**The task:** The records that follow must be transcribed in full, without any change.
*** Input material ***
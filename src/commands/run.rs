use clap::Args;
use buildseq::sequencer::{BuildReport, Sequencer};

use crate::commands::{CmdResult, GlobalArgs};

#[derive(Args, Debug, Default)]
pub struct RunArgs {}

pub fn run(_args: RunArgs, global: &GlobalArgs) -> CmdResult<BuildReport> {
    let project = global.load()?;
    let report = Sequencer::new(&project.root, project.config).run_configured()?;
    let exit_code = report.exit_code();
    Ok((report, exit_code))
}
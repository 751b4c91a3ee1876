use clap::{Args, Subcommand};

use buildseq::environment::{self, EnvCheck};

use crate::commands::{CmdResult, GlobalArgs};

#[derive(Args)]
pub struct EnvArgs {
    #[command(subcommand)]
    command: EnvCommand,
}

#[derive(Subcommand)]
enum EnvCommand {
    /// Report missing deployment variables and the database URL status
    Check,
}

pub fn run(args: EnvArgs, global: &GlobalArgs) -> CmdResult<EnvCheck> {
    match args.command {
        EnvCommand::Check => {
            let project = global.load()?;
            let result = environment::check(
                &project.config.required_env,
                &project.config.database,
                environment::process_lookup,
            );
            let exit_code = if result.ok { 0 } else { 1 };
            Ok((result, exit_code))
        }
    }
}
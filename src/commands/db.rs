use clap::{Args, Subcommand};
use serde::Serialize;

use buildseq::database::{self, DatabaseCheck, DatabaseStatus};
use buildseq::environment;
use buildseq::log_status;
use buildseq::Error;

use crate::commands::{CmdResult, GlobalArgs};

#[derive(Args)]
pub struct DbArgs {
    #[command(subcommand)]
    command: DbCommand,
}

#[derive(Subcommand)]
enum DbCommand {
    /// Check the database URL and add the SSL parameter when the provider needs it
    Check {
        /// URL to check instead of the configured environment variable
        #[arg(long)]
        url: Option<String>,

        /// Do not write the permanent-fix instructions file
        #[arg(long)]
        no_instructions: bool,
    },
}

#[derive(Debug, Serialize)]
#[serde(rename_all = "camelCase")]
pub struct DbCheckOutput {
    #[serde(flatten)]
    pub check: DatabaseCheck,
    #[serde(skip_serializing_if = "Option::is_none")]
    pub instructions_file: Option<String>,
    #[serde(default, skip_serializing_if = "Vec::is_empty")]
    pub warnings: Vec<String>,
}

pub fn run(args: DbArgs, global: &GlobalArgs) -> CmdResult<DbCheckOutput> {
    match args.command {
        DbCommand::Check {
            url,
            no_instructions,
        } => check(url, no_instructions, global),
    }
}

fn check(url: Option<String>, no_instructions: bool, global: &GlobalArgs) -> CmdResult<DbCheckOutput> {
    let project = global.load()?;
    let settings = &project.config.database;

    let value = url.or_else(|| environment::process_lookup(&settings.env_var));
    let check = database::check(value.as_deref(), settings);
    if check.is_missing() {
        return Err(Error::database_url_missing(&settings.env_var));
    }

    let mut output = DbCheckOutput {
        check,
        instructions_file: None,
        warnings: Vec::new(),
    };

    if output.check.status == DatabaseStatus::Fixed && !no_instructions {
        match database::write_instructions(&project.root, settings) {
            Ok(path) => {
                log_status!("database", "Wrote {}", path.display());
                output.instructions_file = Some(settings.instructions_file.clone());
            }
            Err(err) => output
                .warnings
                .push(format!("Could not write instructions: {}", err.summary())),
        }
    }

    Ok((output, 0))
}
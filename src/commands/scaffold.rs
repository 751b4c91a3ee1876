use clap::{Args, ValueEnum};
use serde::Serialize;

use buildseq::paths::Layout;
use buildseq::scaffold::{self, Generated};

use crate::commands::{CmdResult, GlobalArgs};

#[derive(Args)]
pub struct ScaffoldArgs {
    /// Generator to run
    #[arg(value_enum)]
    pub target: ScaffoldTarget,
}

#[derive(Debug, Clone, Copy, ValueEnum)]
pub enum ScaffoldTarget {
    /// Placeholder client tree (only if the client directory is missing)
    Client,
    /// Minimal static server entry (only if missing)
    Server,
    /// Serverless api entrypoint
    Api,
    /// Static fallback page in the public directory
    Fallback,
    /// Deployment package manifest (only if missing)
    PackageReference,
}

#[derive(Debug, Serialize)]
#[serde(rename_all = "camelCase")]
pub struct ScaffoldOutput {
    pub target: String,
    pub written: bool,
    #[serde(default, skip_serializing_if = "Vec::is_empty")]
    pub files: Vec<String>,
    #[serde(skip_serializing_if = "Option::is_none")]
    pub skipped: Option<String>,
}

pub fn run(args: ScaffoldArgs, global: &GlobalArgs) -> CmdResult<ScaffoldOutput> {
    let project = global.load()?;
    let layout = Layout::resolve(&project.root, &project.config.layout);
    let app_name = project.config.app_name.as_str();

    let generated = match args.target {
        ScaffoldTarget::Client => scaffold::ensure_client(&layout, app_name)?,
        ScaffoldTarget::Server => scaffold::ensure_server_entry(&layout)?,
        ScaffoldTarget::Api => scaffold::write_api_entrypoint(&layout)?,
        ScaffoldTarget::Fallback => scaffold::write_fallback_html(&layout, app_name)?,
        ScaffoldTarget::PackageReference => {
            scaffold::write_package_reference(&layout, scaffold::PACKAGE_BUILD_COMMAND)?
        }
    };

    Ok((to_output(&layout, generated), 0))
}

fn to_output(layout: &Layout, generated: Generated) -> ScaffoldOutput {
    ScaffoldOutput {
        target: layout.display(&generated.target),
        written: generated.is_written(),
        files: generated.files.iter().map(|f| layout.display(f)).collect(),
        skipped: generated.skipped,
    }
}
*** End of Input material ***
**Task output:**
filename src/commands/run.rs
use clap::Args;
use buildseq::sequencer::{BuildReport, Sequencer};

use crate::commands::{CmdResult, GlobalArgs};

#[derive(Args, Debug, Default)]
pub struct RunArgs {}

pub fn run(_args: RunArgs, global: &GlobalArgs) -> CmdResult<BuildReport> {
    let project = global.load()?;
    let report = Sequencer::new(&project.root, project.config).run_configured()?;
    let exit_code = report.exit_code();
    Ok((report, exit_code))
}
repository 751b4c91a3ee1876
use clap::{Args, Subcommand};

use buildseq::environment::{self, EnvCheck};

use crate::commands::{CmdResult, GlobalArgs};

#[derive(Args)]
pub struct EnvArgs {
    #[command(subcommand)]
    command: EnvCommand,
}

#[derive(Subcommand)]
enum EnvCommand {
    /// Report missing deployment variables and the database URL status
    Check,
}

pub fn run(args: EnvArgs, global: &GlobalArgs) -> CmdResult<EnvCheck> {
    match args.command {
        EnvCommand::Check => {
            let project = global.load()?;
            let result = environment::check(
                &project.config.required_env,
                &project.config.database,
                environment::process_lookup,
            );
            let exit_code = if result.ok { 0 } else { 1 };
            Ok((result, exit_code))
        }
    }
}
filename src/commands/db.rs
use clap::{Args, Subcommand};
use serde::Serialize;

use buildseq::database::{self, DatabaseCheck, DatabaseStatus};
use buildseq::environment;
use buildseq::log_status;
use buildseq::Error;

use crate::commands::{CmdResult, GlobalArgs};

#[derive(Args)]
pub struct DbArgs {
    #[command(subcommand)]
    command: DbCommand,
}

#[derive(Subcommand)]
enum DbCommand {
    /// Check the database URL and add the SSL parameter when the provider needs it
    Check {
        /// URL to check instead of the configured environment variable
        #[arg(long)]
        url: Option<String>,

        /// Do not write the permanent-fix instructions file
        #[arg(long)]
        no_instructions: bool,
    },
}

#[derive(Debug, Serialize)]
#[serde(rename_all = "camelCase")]
pub struct DbCheckOutput {
    #[serde(flatten)]
    pub check: DatabaseCheck,
    #[serde(skip_serializing_if = "Option::is_none")]
    pub instructions_file: Option<String>,
    #[serde(default, skip_serializing_if = "Vec::is_empty")]
    pub warnings: Vec<String>,
}

pub fn run(args: DbArgs, global: &GlobalArgs) -> CmdResult<DbCheckOutput> {
    match args.command {
        DbCommand::Check {
            url,
            no_instructions,
        } => check(url, no_instructions, global),
    }
}

fn check(url: Option<String>, no_instructions: bool, global: &GlobalArgs) -> CmdResult<DbCheckOutput> {
    let project = global.load()?;
    let settings = &project.config.database;

    let value = url.or_else(|| environment::process_lookup(&settings.env_var));
    let check = database::check(value.as_deref(), settings);
    if check.is_missing() {
        return Err(Error::database_url_missing(&settings.env_var));
    }

    let mut output = DbCheckOutput {
        check,
        instructions_file: None,
        warnings: Vec::new(),
    };

    if output.check.status == DatabaseStatus::Fixed && !no_instructions {
        match database::write_instructions(&project.root, settings) {
            Ok(path) => {
                log_status!("database", "Wrote {}", path.display());
                output.instructions_file = Some(settings.instructions_file.clone());
            }
            Err(err) => output
                .warnings
                .push(format!("Could not write instructions: {}", err.summary())),
        }
    }

    Ok((output, 0))
}
filename src/commands/scaffold.rs
repository 751b4c91a3ee1876
use clap::{Args, ValueEnum};
use serde::Serialize;

use buildseq::paths::Layout;
use buildseq::scaffold::{self, Generated};

use crate::commands::{CmdResult, GlobalArgs};

#[derive(Args)]
pub struct ScaffoldArgs {
    /// Generator to run
    #[arg(value_enum)]
    pub target: ScaffoldTarget,
}

#[derive(Debug, Clone, Copy, ValueEnum)]
pub enum ScaffoldTarget {
    /// Placeholder client tree (only if the client directory is missing)
    Client,
    /// Minimal static server entry (only if missing)
    Server,
    /// Serverless api entrypoint
    Api,
    /// Static fallback page in the public directory
    Fallback,
    /// Deployment package manifest (only if missing)
    PackageReference,
}

#[derive(Debug, Serialize)]
#[serde(rename_all = "camelCase")]
pub struct ScaffoldOutput {
    pub target: String,
    pub written: bool,
    #[serde(default, skip_serializing_if = "Vec::is_empty")]
    pub files: Vec<String>,
    #[serde(skip_serializing_if = "Option::is_none")]
    pub skipped: Option<String>,
}

pub fn run(args: ScaffoldArgs, global: &GlobalArgs) -> CmdResult<ScaffoldOutput> {
    let project = global.load()?;
    let layout = Layout::resolve(&project.root, &project.config.layout);
    let app_name = project.config.app_name.as_str();

    let generated = match args.target {
        ScaffoldTarget::Client => scaffold::ensure_client(&layout, app_name)?,
        ScaffoldTarget::Server => scaffold::ensure_server_entry(&layout)?,
        ScaffoldTarget::Api => scaffold::write_api_entrypoint(&layout)?,
        ScaffoldTarget::Fallback => scaffold::write_fallback_html(&layout, app_name)?,
        ScaffoldTarget::PackageReference => {
            scaffold::write_package_reference(&layout, scaffold::PACKAGE_BUILD_COMMAND)?
        }
    };

    Ok((to_output(&layout, generated), 0))
}

fn to_output(layout: &Layout, generated: Generated) -> ScaffoldOutput {
    ScaffoldOutput {
        target: layout.display(&generated.target),
        written: generated.is_written(),
        files: generated.files.iter().map(|f| layout.display(f)).collect(),
        skipped: generated.skipped,
    }
}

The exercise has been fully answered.